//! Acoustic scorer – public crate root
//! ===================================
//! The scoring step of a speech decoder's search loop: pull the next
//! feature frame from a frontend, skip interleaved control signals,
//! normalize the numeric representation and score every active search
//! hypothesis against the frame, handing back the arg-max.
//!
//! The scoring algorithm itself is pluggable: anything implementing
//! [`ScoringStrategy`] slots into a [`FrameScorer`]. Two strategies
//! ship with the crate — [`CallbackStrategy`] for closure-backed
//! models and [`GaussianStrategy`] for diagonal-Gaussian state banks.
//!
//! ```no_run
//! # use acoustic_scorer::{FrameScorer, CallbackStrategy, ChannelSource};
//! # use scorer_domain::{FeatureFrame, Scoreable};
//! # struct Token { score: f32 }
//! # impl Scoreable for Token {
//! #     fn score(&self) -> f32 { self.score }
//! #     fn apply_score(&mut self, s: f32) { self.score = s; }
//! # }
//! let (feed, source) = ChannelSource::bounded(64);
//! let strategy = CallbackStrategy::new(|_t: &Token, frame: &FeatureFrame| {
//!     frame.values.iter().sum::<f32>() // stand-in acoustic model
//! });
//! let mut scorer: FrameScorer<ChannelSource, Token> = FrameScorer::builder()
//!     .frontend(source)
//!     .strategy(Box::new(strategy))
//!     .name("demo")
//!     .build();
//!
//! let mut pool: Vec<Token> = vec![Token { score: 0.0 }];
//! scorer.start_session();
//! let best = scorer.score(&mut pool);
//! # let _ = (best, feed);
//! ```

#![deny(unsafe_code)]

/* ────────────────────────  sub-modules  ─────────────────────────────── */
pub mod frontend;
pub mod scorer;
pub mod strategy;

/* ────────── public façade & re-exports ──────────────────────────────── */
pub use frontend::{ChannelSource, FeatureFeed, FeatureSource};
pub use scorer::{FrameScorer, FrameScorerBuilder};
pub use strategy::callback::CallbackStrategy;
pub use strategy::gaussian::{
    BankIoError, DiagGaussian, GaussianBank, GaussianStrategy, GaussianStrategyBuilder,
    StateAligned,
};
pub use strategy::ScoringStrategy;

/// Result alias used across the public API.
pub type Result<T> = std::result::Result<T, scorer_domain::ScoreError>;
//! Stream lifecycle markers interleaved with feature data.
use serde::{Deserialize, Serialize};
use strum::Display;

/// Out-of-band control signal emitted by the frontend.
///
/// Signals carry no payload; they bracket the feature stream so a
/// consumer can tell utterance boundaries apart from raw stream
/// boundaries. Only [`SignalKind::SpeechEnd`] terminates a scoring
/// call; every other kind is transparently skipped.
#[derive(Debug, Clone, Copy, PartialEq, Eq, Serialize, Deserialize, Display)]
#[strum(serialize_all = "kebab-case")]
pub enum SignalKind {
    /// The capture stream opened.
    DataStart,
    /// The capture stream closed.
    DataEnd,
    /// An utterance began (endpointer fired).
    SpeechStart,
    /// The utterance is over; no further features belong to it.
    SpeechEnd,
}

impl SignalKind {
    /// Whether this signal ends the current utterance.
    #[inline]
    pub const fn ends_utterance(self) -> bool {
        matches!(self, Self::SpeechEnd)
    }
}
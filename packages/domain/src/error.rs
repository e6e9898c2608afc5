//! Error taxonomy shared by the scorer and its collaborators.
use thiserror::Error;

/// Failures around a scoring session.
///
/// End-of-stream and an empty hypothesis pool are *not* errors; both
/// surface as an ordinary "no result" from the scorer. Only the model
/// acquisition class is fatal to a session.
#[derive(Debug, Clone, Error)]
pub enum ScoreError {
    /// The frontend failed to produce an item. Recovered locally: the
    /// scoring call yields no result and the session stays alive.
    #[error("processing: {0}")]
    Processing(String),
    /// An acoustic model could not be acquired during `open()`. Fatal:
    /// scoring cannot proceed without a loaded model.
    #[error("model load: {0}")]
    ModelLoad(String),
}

════════════════

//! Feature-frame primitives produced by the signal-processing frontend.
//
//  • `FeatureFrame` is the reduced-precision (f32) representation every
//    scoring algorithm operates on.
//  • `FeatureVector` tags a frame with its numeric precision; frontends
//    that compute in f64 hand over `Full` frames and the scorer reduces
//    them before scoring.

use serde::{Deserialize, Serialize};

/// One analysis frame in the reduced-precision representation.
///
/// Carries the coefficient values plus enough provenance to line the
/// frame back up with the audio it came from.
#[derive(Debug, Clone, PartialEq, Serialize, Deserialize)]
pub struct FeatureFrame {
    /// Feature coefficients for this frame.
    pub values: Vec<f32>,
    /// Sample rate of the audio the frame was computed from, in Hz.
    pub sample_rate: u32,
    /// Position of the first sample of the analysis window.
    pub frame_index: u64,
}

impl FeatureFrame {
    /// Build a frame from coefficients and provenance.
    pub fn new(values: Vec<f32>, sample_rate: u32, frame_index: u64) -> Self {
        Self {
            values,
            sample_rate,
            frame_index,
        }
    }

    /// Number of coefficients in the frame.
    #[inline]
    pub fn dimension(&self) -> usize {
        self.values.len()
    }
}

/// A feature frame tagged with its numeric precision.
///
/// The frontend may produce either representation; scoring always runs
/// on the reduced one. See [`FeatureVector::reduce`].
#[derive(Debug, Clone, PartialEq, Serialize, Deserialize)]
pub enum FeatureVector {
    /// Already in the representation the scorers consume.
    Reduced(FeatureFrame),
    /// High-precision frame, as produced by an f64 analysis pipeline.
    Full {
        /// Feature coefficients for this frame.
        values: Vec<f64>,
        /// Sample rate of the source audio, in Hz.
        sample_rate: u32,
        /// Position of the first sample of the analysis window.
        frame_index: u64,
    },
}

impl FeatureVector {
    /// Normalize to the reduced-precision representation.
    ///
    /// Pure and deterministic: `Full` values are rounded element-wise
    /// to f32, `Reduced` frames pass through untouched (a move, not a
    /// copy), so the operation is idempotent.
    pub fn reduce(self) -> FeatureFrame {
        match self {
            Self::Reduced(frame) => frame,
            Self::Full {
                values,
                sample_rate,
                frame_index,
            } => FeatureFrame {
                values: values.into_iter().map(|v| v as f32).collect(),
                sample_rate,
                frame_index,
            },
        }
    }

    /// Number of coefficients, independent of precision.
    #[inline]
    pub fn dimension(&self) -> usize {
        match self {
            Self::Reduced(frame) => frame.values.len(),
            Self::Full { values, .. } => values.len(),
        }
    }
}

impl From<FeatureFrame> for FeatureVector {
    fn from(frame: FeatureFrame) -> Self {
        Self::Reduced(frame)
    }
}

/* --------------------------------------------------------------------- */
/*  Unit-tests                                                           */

════════════════

■ **What you have to do**
Look through the listing above and copy each line where the string "crate" occurs.

■ **Task answer**
//! Acoustic scorer – public crate root
//! ship with the crate — [`CallbackStrategy`] for closure-backed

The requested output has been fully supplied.